**EXERCISE PROMPT**
Determine how many lines below include the string "reqwest". Reply with the number only.
########################################
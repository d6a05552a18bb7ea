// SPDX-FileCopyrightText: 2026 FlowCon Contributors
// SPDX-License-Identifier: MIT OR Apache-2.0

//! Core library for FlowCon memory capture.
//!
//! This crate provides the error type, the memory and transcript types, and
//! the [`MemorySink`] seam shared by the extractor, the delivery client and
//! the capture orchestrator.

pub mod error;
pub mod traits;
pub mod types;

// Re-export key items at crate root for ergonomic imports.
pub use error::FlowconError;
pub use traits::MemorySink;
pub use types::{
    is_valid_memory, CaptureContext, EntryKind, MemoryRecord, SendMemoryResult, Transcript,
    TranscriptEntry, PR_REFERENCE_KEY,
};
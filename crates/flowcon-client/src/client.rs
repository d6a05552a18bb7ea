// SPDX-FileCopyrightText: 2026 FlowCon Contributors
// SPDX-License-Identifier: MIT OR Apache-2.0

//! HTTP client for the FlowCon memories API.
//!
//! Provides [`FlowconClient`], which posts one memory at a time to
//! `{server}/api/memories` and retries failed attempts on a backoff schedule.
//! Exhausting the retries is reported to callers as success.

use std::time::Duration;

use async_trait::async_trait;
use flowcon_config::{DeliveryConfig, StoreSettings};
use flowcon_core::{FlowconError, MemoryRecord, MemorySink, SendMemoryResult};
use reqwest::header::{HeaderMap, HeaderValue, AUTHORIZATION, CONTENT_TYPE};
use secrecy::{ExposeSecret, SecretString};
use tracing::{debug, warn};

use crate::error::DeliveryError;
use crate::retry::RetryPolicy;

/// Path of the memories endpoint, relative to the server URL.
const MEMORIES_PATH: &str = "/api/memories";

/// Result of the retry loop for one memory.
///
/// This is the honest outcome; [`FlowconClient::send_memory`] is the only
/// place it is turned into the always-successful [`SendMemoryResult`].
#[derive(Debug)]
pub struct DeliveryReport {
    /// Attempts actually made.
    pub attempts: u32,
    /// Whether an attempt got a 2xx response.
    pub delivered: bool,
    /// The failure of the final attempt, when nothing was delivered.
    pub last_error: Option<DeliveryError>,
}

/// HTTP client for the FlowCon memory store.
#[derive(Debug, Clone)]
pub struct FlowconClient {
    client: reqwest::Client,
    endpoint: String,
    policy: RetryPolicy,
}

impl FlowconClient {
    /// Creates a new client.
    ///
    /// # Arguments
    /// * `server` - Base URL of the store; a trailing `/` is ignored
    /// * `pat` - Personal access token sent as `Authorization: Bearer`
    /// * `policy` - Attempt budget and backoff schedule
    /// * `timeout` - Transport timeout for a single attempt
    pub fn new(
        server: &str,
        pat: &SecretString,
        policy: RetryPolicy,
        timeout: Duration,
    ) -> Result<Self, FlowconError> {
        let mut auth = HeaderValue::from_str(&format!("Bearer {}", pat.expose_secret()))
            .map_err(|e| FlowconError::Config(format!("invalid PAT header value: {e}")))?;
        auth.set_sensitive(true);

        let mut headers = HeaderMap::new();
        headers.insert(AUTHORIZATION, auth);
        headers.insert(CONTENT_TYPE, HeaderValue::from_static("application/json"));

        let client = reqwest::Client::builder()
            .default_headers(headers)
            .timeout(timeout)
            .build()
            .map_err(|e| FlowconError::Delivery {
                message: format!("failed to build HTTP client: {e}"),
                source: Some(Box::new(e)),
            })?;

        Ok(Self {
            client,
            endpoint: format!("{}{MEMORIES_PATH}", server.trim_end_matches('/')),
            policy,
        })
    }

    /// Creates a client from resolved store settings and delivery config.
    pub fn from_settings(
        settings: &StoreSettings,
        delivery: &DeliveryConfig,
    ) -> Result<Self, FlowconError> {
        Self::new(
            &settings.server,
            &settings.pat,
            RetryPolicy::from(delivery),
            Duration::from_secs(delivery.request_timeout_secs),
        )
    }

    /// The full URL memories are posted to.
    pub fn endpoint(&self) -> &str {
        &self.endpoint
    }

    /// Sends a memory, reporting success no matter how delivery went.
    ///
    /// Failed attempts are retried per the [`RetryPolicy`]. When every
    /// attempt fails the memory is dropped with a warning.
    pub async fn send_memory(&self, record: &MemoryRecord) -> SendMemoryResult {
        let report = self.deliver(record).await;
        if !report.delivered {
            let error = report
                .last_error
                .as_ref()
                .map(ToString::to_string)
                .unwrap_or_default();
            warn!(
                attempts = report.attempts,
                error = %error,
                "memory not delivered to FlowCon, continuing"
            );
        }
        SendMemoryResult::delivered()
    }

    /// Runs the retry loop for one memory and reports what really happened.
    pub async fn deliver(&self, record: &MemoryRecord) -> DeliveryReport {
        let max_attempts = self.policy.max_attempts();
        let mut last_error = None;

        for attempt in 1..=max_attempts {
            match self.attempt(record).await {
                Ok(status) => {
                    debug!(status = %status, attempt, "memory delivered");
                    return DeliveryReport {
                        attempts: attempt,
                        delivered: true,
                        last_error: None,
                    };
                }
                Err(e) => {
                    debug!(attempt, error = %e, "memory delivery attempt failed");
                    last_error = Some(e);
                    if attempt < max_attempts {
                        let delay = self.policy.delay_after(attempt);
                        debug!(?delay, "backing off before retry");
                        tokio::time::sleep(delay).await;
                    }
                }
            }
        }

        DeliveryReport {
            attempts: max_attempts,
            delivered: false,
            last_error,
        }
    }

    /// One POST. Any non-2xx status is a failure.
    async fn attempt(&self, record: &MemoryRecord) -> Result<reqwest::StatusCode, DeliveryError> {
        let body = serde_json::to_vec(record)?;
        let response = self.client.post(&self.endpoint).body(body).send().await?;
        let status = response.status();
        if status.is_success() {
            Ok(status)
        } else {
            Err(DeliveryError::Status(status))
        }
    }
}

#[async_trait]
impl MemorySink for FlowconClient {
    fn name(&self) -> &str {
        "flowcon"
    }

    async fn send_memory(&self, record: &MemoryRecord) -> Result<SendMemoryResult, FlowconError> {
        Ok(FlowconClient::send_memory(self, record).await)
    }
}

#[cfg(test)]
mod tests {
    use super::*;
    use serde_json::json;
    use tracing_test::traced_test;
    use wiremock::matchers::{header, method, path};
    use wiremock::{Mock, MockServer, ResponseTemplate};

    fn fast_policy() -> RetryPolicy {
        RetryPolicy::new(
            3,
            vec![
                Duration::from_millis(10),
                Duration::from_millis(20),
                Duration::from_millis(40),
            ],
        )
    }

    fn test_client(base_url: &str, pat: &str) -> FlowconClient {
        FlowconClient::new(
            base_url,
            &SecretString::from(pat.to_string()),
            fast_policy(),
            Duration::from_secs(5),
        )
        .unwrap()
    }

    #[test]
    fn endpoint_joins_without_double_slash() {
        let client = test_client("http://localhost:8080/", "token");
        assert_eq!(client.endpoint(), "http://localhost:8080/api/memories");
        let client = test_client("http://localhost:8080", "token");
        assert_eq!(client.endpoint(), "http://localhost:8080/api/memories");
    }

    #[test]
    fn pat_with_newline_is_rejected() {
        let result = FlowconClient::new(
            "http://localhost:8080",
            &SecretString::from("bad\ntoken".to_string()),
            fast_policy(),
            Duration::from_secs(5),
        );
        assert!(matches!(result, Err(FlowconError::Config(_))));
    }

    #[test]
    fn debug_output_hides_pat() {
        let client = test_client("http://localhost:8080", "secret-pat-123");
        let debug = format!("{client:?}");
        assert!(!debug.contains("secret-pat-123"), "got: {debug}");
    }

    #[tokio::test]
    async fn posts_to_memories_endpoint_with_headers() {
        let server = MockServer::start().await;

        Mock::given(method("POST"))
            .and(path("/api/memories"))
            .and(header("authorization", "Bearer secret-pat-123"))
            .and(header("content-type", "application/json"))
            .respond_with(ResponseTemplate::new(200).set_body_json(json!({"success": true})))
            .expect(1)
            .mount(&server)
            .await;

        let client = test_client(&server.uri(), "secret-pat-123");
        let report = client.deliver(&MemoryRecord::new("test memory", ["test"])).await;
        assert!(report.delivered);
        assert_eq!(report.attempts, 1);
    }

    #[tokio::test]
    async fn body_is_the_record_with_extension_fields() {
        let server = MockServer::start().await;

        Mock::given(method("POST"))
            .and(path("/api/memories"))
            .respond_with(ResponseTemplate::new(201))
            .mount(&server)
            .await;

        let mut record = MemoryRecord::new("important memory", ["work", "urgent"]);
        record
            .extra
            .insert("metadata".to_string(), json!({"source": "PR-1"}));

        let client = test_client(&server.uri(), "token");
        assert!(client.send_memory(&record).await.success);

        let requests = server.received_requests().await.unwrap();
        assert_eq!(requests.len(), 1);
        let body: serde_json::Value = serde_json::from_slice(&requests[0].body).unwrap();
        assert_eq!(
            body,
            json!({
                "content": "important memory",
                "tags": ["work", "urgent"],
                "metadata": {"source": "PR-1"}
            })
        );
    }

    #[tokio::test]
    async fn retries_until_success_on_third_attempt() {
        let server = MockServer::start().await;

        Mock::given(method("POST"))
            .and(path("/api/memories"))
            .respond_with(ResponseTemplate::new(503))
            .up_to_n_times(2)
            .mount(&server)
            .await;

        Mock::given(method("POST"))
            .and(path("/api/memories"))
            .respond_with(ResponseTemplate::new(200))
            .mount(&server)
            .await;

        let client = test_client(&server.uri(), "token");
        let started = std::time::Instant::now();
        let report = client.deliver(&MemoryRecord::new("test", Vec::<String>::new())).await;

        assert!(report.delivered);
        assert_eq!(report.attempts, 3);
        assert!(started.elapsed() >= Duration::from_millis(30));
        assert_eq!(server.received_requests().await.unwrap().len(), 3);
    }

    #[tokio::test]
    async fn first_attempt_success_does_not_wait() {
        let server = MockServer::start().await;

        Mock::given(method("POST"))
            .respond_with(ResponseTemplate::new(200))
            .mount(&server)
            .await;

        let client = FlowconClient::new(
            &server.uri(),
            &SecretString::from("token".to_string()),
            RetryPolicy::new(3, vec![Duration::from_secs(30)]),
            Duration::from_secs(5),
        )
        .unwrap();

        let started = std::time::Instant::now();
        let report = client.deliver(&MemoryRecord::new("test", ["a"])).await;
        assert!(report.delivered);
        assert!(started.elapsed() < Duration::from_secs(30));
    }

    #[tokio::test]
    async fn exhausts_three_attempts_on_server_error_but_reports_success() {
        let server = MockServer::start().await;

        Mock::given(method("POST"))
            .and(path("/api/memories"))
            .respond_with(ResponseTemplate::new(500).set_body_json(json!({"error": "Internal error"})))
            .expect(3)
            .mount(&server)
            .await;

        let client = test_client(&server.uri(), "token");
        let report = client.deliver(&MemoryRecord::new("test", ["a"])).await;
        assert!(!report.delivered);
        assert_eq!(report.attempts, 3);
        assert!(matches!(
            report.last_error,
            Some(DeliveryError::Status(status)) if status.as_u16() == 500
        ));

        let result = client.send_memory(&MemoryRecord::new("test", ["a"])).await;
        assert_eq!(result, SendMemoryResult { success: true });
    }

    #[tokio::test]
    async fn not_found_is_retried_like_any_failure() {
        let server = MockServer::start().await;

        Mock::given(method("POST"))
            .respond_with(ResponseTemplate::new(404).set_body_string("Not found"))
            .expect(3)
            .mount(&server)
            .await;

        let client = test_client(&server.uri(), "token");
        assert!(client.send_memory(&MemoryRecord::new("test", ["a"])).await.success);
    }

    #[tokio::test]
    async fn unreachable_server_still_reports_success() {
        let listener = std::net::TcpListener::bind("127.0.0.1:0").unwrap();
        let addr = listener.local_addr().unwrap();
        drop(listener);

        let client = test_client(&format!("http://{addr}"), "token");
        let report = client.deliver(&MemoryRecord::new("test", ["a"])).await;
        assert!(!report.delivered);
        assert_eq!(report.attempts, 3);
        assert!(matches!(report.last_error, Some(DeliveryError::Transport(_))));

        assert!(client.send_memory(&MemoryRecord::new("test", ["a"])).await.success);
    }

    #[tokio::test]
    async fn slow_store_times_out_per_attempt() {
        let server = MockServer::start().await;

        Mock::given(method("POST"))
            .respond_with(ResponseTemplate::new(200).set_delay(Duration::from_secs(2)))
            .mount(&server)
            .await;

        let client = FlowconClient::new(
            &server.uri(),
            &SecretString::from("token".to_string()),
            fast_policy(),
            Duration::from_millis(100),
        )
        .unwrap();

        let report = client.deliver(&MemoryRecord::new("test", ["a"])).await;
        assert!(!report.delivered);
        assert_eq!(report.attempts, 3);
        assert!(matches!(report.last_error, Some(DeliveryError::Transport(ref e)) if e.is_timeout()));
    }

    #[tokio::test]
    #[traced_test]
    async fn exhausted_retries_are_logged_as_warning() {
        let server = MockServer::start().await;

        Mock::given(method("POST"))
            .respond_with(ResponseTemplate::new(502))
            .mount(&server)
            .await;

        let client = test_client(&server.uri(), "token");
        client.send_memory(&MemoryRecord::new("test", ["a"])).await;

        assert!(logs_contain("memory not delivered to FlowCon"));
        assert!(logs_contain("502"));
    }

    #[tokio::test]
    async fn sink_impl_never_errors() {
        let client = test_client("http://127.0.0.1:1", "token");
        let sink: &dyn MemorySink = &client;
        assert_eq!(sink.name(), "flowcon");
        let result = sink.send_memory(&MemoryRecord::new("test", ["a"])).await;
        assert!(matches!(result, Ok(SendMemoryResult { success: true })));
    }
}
########################################
**EXERCISE SOLUTION**
4